It is a culture that still persists today, according to an independent report commissioned by the sport’s governing body, the Union Cycliste Internationale (UCI), in the wake of the Lance Armstrong scandal, and released last week. It tells how riders trick drug testers by taking frequent micro-doses of banned substances. Most controversially, it quotes one “respected cycling professional” who suggests that 90 per cent of professional riders are still doping today.

That statistic doesn’t surprise Cooke. “I can totally believe that,” she says. “The management and the race organisers are still the same as before. It would need a massive change in staff, in terms of changing the mentality of the teams, before the sport is cleaned up.”

Cooke’s 2014 autobiography, The Breakaway, describes how she walked in on team-mates hooked up to drips and cleared doping paraphernalia from her team’s living quarters.

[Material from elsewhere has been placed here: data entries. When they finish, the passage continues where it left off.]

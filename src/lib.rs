//! Workforce analyzer library

pub mod cli;
pub mod config;
pub mod error;
pub mod input;
pub mod output;
pub mod processing;

pub use config::Config;
pub use error::{Result, WorkforceError};
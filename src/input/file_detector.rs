//! File type detection

#[derive(Debug, Clone, PartialEq)]
pub enum FileType {
    Csv,
    Json,
    Unknown,
}

impl FileType {
    pub fn from_extension(ext: &str) -> Self {
        match ext.to_lowercase().as_str() {
            "csv" => FileType::Csv,
            "json" => FileType::Json,
            _ => FileType::Unknown,
        }
    }
}
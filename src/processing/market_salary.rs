//! Market salary lookup

use crate::config::Config;
use std::collections::BTreeMap;

/// Source of reference annual salaries per role.
pub trait MarketSalarySource {
    /// `None` means the rate for this role is unknown.
    fn market_salary(&self, role: &str) -> Option<f64>;
}

/// Static salary table, usually taken from the configuration.
#[derive(Debug, Clone, Default)]
pub struct MarketSalaryTable {
    salaries: BTreeMap<String, f64>,
}

impl MarketSalaryTable {
    pub fn new(salaries: BTreeMap<String, f64>) -> Self {
        Self { salaries }
    }

    pub fn from_config(config: &Config) -> Self {
        Self::new(config.market_salaries.clone())
    }
}

impl MarketSalarySource for MarketSalaryTable {
    fn market_salary(&self, role: &str) -> Option<f64> {
        self.salaries.get(role).copied()
    }
}
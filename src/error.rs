//! Error handling for the workforce analyzer

use thiserror::Error;

#[derive(Error, Debug)]
pub enum WorkforceError {
    #[error("IO error: {0}")]
    Io(#[from] std::io::Error),

    #[error("CSV error: {0}")]
    Csv(#[from] csv::Error),

    #[error("Schema error: {0}")]
    Schema(String),

    #[error("Malformed record at row {row} ({name}): {reason}")]
    MalformedRecord {
        row: usize,
        name: String,
        reason: String,
    },

    #[error("Configuration error: {0}")]
    Configuration(String),

    #[error("File format not supported: {0}")]
    UnsupportedFormat(String),

    #[error("Serialization error: {0}")]
    Serialization(#[from] serde_json::Error),

    #[error("Invalid input: {0}")]
    InvalidInput(String),

    #[error("Analysis failed: {0}")]
    AnalysisFailed(String),

    #[error("Output formatting error: {0}")]
    OutputFormatting(String),
}

pub type Result<T> = std::result::Result<T, WorkforceError>;

/// Convert anyhow errors to our custom error type
impl From<anyhow::Error> for WorkforceError {
    fn from(err: anyhow::Error) -> Self {
        WorkforceError::AnalysisFailed(err.to_string())
    }
}

/// Convert askama render errors to our custom error type
impl From<askama::Error> for WorkforceError {
    fn from(err: askama::Error) -> Self {
        WorkforceError::OutputFormatting(err.to_string())
    }
}
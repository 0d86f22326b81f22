//! Property-based tests for scoring, role assignment and aggregation
//!
//! These tests check the invariants that must hold for any input using proptest.

use proptest::prelude::*;
use workforce_analyzer::config::Config;
use workforce_analyzer::processing::aggregator::top_per_role;
use workforce_analyzer::processing::analyzer::CandidateAnalyzer;
use workforce_analyzer::processing::candidate::CandidateRecord;
use workforce_analyzer::processing::role_matcher::RoleMatcher;
use workforce_analyzer::processing::scorer::SuitabilityScorer;

const SKILL_POOL: [&str; 12] = [
    "Python",
    "Java",
    "C++",
    "Algorithms",
    "Machine Learning",
    "Statistics",
    "Data Analysis",
    "Leadership",
    "Excel",
    "Reporting",
    "Recruitment",
    "Cooking",
];

fn record_strategy() -> impl Strategy<Value = CandidateRecord> {
    (
        "[A-Z][a-z]{2,8}",
        proptest::collection::vec((0..SKILL_POOL.len(), 1_u8..=10), 1..6),
        0.0_f64..400_000.0,
    )
        .prop_map(|(name, skills, salary)| {
            let names: Vec<&str> = skills.iter().map(|(i, _)| SKILL_POOL[*i]).collect();
            let ratings: Vec<String> = skills.iter().map(|(_, r)| r.to_string()).collect();
            CandidateRecord::new(&name, &names.join(","), &ratings.join(","), "Any", salary)
        })
}

proptest! {
    #![proptest_config(ProptestConfig::with_cases(500))]

    /// Property: the score is always within 0-100 and has at most two decimals
    #[test]
    fn prop_score_is_bounded(
        ratings in proptest::collection::vec(1_u8..=10, 1..12),
        expected in 0.0_f64..1_000_000.0,
        market in proptest::option::of(1.0_f64..500_000.0)
    ) {
        let score = SuitabilityScorer::default().score(&ratings, expected, market).unwrap();

        prop_assert!((0.0..=100.0).contains(&score.total), "score out of range: {}", score.total);
        prop_assert!(((score.total * 100.0).round() - score.total * 100.0).abs() < 1e-6);
    }

    /// Property: asking for less salary never lowers the score
    #[test]
    fn prop_lower_salary_never_scores_worse(
        ratings in proptest::collection::vec(1_u8..=10, 1..8),
        low in 0.0_f64..300_000.0,
        delta in 0.0_f64..300_000.0,
        market in 1.0_f64..300_000.0
    ) {
        let scorer = SuitabilityScorer::default();
        let cheap = scorer.score(&ratings, low, Some(market)).unwrap().total;
        let dear = scorer.score(&ratings, low + delta, Some(market)).unwrap().total;
        prop_assert!(cheap >= dear);
    }

    /// Property: the assigned role always has the maximal overlap
    #[test]
    fn prop_assigned_role_has_max_overlap(
        picks in proptest::collection::vec(0..SKILL_POOL.len(), 0..8)
    ) {
        let matcher = RoleMatcher::new(&Config::default().roles).unwrap();
        let skills: Vec<String> = picks.iter().map(|i| SKILL_POOL[*i].to_string()).collect();

        let assigned = matcher.assign_role(&skills).to_string();
        let scores = matcher.role_scores(&skills);
        let best = scores.iter().map(|s| s.overlap).max().unwrap_or(0);
        let first_best = scores.iter().find(|s| s.overlap == best).unwrap();

        prop_assert_eq!(assigned, first_best.role.clone());
    }

    /// Property: top-N lists are bounded by N, sorted descending and drawn from their role
    #[test]
    fn prop_top_n_bounded_and_sorted(
        records in proptest::collection::vec(record_strategy(), 0..40),
        n in 0_usize..6
    ) {
        let batch = CandidateAnalyzer::from_config(&Config::default())
            .unwrap()
            .analyze(&records);
        prop_assert!(batch.failures.is_empty());

        let top = top_per_role(&batch.candidates, n);
        for (role, group) in &top {
            let in_role = batch.candidates.iter().filter(|c| &c.assigned_role == role).count();
            prop_assert_eq!(group.len(), n.min(in_role));
            prop_assert!(group.iter().all(|c| &c.assigned_role == role));
            prop_assert!(group
                .windows(2)
                .all(|pair| pair[0].suitability_score >= pair[1].suitability_score));
        }
    }
}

The rider has lost prize money to drugs cheats and had her wages docked for refusing to dope. “After refusing to take drugs I didn’t get paid my wages for the rest of the season,” she says. “In terms of the messages the management were sending out, it couldn’t have been clearer.”

The UCI, under its new British president Brian Cookson, has slowly begun to address the sport’s drugs problem – but Cooke wants to see the governing body go further. “Doping should be criminalised worldwide, as it is in Italy,” she says. She would also like to see a clampdown on Therapeutic Use Exemptions – effectively sick notes from the UCI that authorise riders to take certain medications. “I’ve seen riders going into tests with folders of exemptions, covering every possible positive drug test,” she says. “I’ve reported it to UK Sport and others. But there’s never been a proper investigation into this.”

There is hope, though. “We’ve gone from ‘Cycling doesn’t have a problem, it’s clean’, to an admission that we do have a problem. Realising there’s a problem is the first step to solving it.”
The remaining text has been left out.